Senator Abraham Ribicoff, whose Subcommittee on Executive Reorganization studied the malpractice mess last October, said it was becoming a "national crisis." But few agree on what action should be taken. Most physicians support legislation limiting their liability; many urge the A.M.A. or the Government to underwrite a reinsurance pool for physicians who cannot obtain malpractice insurance from other carriers. Some suggest that the patient carry surgical-accident insurance similar to that now available to airline passengers. Almost all attack the contingent-fee system under which lawyers receive a portion, usually one-third, of any award made to the patient.

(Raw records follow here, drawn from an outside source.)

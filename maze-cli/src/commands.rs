pub mod adversarial;
pub mod compare;
pub mod explain;
pub mod mst;
pub mod run;
pub mod solve;

use std::{fs::read_to_string, path::Path};

use adversarial::Adversarial;
use compare::Compare;
use explain::Explain;
use mst::Mst;
use run::Run;
use solve::Solve;

use clap::Subcommand;
use color_eyre::eyre::{eyre, Result, WrapErr};
use maze_agents::search::CostModel;
use types::MazeFixture;

#[derive(Debug, Subcommand)]
pub(crate) enum Command {
    /// Plan one path through a maze fixture
    Solve(Solve),
    /// Print the order a filled maze would be emptied in
    Mst(Mst),
    /// Print the decision tree of one adversarial search
    Adversarial(Adversarial),
    /// Play a headless match
    Run(Run),
    /// Run every path search on the same maze
    Compare(Compare),
    /// Describe the available agents
    Explain(Explain),
}

impl Command {
    pub fn run(self) -> Result<()> {
        match self {
            Command::Solve(s) => s.run()?,
            Command::Mst(m) => m.run()?,
            Command::Adversarial(a) => a.run()?,
            Command::Run(r) => r.run()?,
            Command::Compare(c) => c.run()?,
            Command::Explain(e) => e.run()?,
        }

        Ok(())
    }
}

pub(crate) fn load_fixture(path: &Path) -> Result<MazeFixture> {
    let json = read_to_string(path)
        .wrap_err_with(|| format!("Couldn't read maze fixture {}", path.display()))?;

    MazeFixture::from_json(&json).map_err(|e| eyre!("{:#}", e))
}

pub(crate) fn cost_model(simple_cost: bool) -> CostModel {
    if simple_cost {
        CostModel::Simple
    } else {
        CostModel::CostSensitive
    }
}
use color_eyre::eyre::Result;
use colored::Colorize;
use maze_agents::registry::AgentKind;

#[derive(clap::Args, Debug)]
pub(crate) struct Explain {
    /// Only describe this agent
    #[clap(value_parser)]
    agent: Option<AgentKind>,
}

impl Explain {
    pub(crate) fn run(self) -> Result<()> {
        let kinds = match self.agent {
            Some(kind) => vec![kind],
            None => AgentKind::all().to_vec(),
        };

        for kind in kinds {
            let filled = if kind.filled_compatible() {
                " (filled mazes)".dimmed().to_string()
            } else {
                String::new()
            };
            println!("{}{}", kind.name().bold(), filled);
            println!("    {}", kind.explain());
        }

        Ok(())
    }
}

Sensible System. Lawyers take a different position. Many argue that malpractice suits enable society to help bear the cost of human tragedy, and they support Los Angeles Attorney David Harney's contention that the medical community has a "proneness toward patient neglect and disregard." They also defend the contingent-fee system on the grounds that it enables even the poorest patient to bring his case to court.
But both sides agree that many court cases could be avoided by a sensible system of pretrial arbitration like that adopted in Pima County, Ariz., in 1957 and since copied in various forms in about 20 other states. In Arizona, a panel of doctors and lawyers screens malpractice claims to determine whether or not the patient really has a case. If they think he has, they recommend that it be settled out of court. Neither doctors nor patients are bound by the panel's decisions. But most go along, and for good reason. In 13 years, no plaintiff turned down by the panel has succeeded in court. Only one doctor refused to settle. When he lost the trial that he had insisted on, the court awarded his patient $47,000.